Problem: Below are records; reproduce exactly the lines from the one that has "engine.settle_round(spin.id, None).await?;" through the one that has "final balances: alice", ends included, and nothing more.

BEGIN Material supplied

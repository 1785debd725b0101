//! Rollhouse CLI
//!
//! Offline simulation of full game sessions, third-party outcome
//! verification, and settled-round archive inspection.

use clap::{Parser, Subcommand};
use rollhouse::entropy::StaticEntropy;
use rollhouse::games::case_battle::{TicketTable, WeightedItem};
use rollhouse::games::plinko::PlinkoRisk;
use rollhouse::round::RoundParams;
use rollhouse::{
    Amount, EngineConfig, PayoutLedger, RocksRoundStore, RoundStore, SettlementOrchestrator,
};
use std::path::PathBuf;
use std::sync::Arc;
use uuid::Uuid;

#[derive(Parser)]
#[command(name = "rollhouse")]
#[command(about = "Provably-fair casino settlement engine")]
#[command(version)]
struct Cli {
    #[command(subcommand)]
    command: Commands,

    /// Configuration file path (TOML)
    #[arg(short, long)]
    config: Option<PathBuf>,

    /// Enable verbose logging
    #[arg(short, long)]
    verbose: bool,
}

#[derive(Subcommand)]
enum Commands {
    /// Run a full session: battle, plinko, wheel and a rugged epoch
    Demo {
        /// Case battles to play
        #[arg(short, long, default_value = "3")]
        battles: usize,

        /// Buys against the rugged pool
        #[arg(short = 'p', long, default_value = "200")]
        pool_buys: usize,

        /// Fetch seeds from the configured entropy endpoints instead of
        /// locally generated fixtures
        #[arg(long)]
        live: bool,
    },

    /// Recompute an outcome from a revealed seed and check the commitment
    Verify {
        /// Revealed server seed
        #[arg(long)]
        server_seed: String,

        /// Published commitment hash
        #[arg(long)]
        hash: String,

        /// Hybrid seed from the reveal
        #[arg(long)]
        hybrid_seed: String,

        /// Draw nonce to recompute
        #[arg(long, default_value = "0")]
        nonce: u64,

        /// Upper bound of the draw domain
        #[arg(long, default_value = "100000")]
        upper: u64,
    },

    /// List settled rounds from a durable archive
    InspectArchive {
        /// Path to the archive database
        #[arg(short, long)]
        db_path: PathBuf,

        /// Rounds per page
        #[arg(short, long, default_value = "20")]
        limit: usize,
    },
}

#[tokio::main]
async fn main() -> Result<(), Box<dyn std::error::Error>> {
    let cli = Cli::parse();

    let default_filter = if cli.verbose {
        "rollhouse=debug"
    } else {
        "rollhouse=info"
    };
    tracing_subscriber::fmt()
        .with_env_filter(
            tracing_subscriber::EnvFilter::try_from_default_env()
                .unwrap_or_else(|_| default_filter.into()),
        )
        .init();

    let config = match &cli.config {
        Some(path) => {
            let raw = std::fs::read_to_string(path)?;
            let config: EngineConfig = toml::from_str(&raw)?;
            config.validate()?;
            config
        }
        None => EngineConfig::offline(),
    };

    match cli.command {
        Commands::Demo {
            battles,
            pool_buys,
            live,
        } => run_demo(config, battles, pool_buys, live).await,
        Commands::Verify {
            server_seed,
            hash,
            hybrid_seed,
            nonce,
            upper,
        } => {
            let recomputed = rollhouse::seed::sha256_hex(server_seed.as_bytes());
            if recomputed != hash.to_lowercase() {
                println!("❌ commitment mismatch: sha256(server_seed) != published hash");
                println!("   recomputed: {}", recomputed);
                std::process::exit(1);
            }
            let value = rollhouse::seed::derive_value(&hybrid_seed, nonce, upper);
            println!("✅ commitment verified");
            println!("   derive_value(hybrid_seed, {}, {}) = {}", nonce, upper, value);
            Ok(())
        }
        Commands::InspectArchive { db_path, limit } => {
            let store = RocksRoundStore::open(db_path)?;
            let mut cursor: Option<String> = None;
            let mut total = 0usize;
            loop {
                let (page, next) = store.list_settled(cursor.as_deref(), limit).await?;
                if page.is_empty() {
                    break;
                }
                for round in &page {
                    println!(
                        "{}  {}  pot {}  settled {}",
                        round.id,
                        round.kind,
                        round.pot.display_currency(),
                        round
                            .settled_at
                            .map(|t| t.to_rfc3339())
                            .unwrap_or_else(|| "-".to_string()),
                    );
                }
                total += page.len();
                match next {
                    Some(next) => cursor = Some(next),
                    None => break,
                }
            }
            println!("{} settled rounds", total);
            Ok(())
        }
    }
}

async fn run_demo(
    config: EngineConfig,
    battles: usize,
    pool_buys: usize,
    live: bool,
) -> Result<(), Box<dyn std::error::Error>> {
    println!("🎲 Rollhouse Settlement Demo");
    println!("============================");

    let provider: Box<dyn rollhouse::EntropyProvider> = if live {
        Box::new(rollhouse::HttpEntropySource::new(config.entropy.clone())?)
    } else {
        Box::new(StaticEntropy {
            external: Some(rollhouse::seed::generate_server_seed()),
            block: Some(rollhouse::seed::generate_server_seed()),
        })
    };

    let ledger = Arc::new(PayoutLedger::new());
    let engine = SettlementOrchestrator::new(
        provider,
        ledger.clone(),
        Arc::new(rollhouse::MemoryRoundStore::new()),
        config.clone(),
    );

    let alice = Uuid::new_v4();
    let bob = Uuid::new_v4();
    ledger.fund(alice, Amount::from_minor(20_000_000));
    ledger.fund(bob, Amount::from_minor(20_000_000));
    println!(
        "💰 funded alice and bob with {} each",
        Amount::from_minor(20_000_000).display_currency()
    );

    // Case battles, alice vs bob.
    for i in 0..battles {
        let params = RoundParams::CaseBattle {
            table: demo_table()?,
            cases_per_participant: 3,
        };
        let round = engine
            .create_round(alice, Amount::from_minor(2_500), 0, 2, params)
            .await?;
        engine
            .join_round(round.id, bob, Amount::from_minor(2_500), 1)
            .await?;
        let report = engine.settle_round(round.id, None).await?;
        println!(
            "⚔️  battle {} -> team {} takes {}",
            i + 1,
            report.winning_team,
            round.pot.display_currency()
        );
    }

    // One plinko drop and one wheel spin.
    let drop = engine
        .create_round(
            alice,
            Amount::from_minor(1_000),
            0,
            1,
            RoundParams::Plinko {
                rows: 16,
                risk: PlinkoRisk::Medium,
            },
        )
        .await?;
    engine.settle_round(drop.id, None).await?;
    let reveal = engine.reveal(drop.id).await?;
    println!(
        "🟡 plinko settled; reveal verifies: {}",
        rollhouse::verify_reveal(&reveal)
    );

    let spin = engine
        .create_round(
            bob,
            Amount::from_minor(1_000),
            0,
            1,
            RoundParams::Wheel {
                segments: config.games.wheel_segments.clone(),
                boost_count: config.games.wheel_boost_count,
            },
        )
        .await?;
    // The layout is fixed by the committed seed, so it can be shown before
    // the spin resolves.
    let layout = spin.wheel_layout()?;
    println!("🎡 wheel layout published with {} boosts", layout.boosts.len());
    engine.settle_round(spin.id, None).await?;
    println!("🎡 wheel settled");

    // Rugged pool epoch.
    engine.create_rugged_pool("demo").await?;
    let mut crashes = 0usize;
    for _ in 0..pool_buys {
        // Above the pool floor so only the crash roll ends an epoch.
        let receipt = engine.pool_buy("demo", alice, Amount::from_minor(25_000)).await?;
        if let Some(split) = receipt.split {
            crashes += 1;
            println!(
                "💥 pool crashed: jackpot {} / house {}",
                split.jackpot.display_currency(),
                split.house.display_currency()
            );
        }
    }
    println!("🪙 {} pool buys, {} crashes", pool_buys, crashes);

    println!(
        "📒 final balances: alice {} bob {}",
        ledger.balance(alice).display_currency(),
        ledger.balance(bob).display_currency()
    );
    Ok(())
}

fn demo_table() -> Result<TicketTable, Box<dyn std::error::Error>> {
    Ok(TicketTable::new(vec![
        WeightedItem {
            name: "common".to_string(),
            weight: 80.0,
            value: Amount::from_minor(1_000),
        },
        WeightedItem {
            name: "rare".to_string(),
            weight: 19.0,
            value: Amount::from_minor(10_000),
        },
        WeightedItem {
            name: "legendary".to_string(),
            weight: 1.0,
            value: Amount::from_minor(200_000),
        },
    ])?)
}

#[cfg(test)]
mod tests {
    use super::*;
    use clap::CommandFactory;

    #[test]
    fn verify_cli() {
        Cli::command().debug_assert()
    }
}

END Material supplied

Answer section:
    engine.settle_round(spin.id, None).await?;
    println!("🎡 wheel settled");

    // Rugged pool epoch.
    engine.create_rugged_pool("demo").await?;
    let mut crashes = 0usize;
    for _ in 0..pool_buys {
        // Above the pool floor so only the crash roll ends an epoch.
        let receipt = engine.pool_buy("demo", alice, Amount::from_minor(25_000)).await?;
        if let Some(split) = receipt.split {
            crashes += 1;
            println!(
                "💥 pool crashed: jackpot {} / house {}",
                split.jackpot.display_currency(),
                split.house.display_currency()
            );
        }
    }
    println!("🪙 {} pool buys, {} crashes", pool_buys, crashes);

    println!(
        "📒 final balances: alice {} bob {}",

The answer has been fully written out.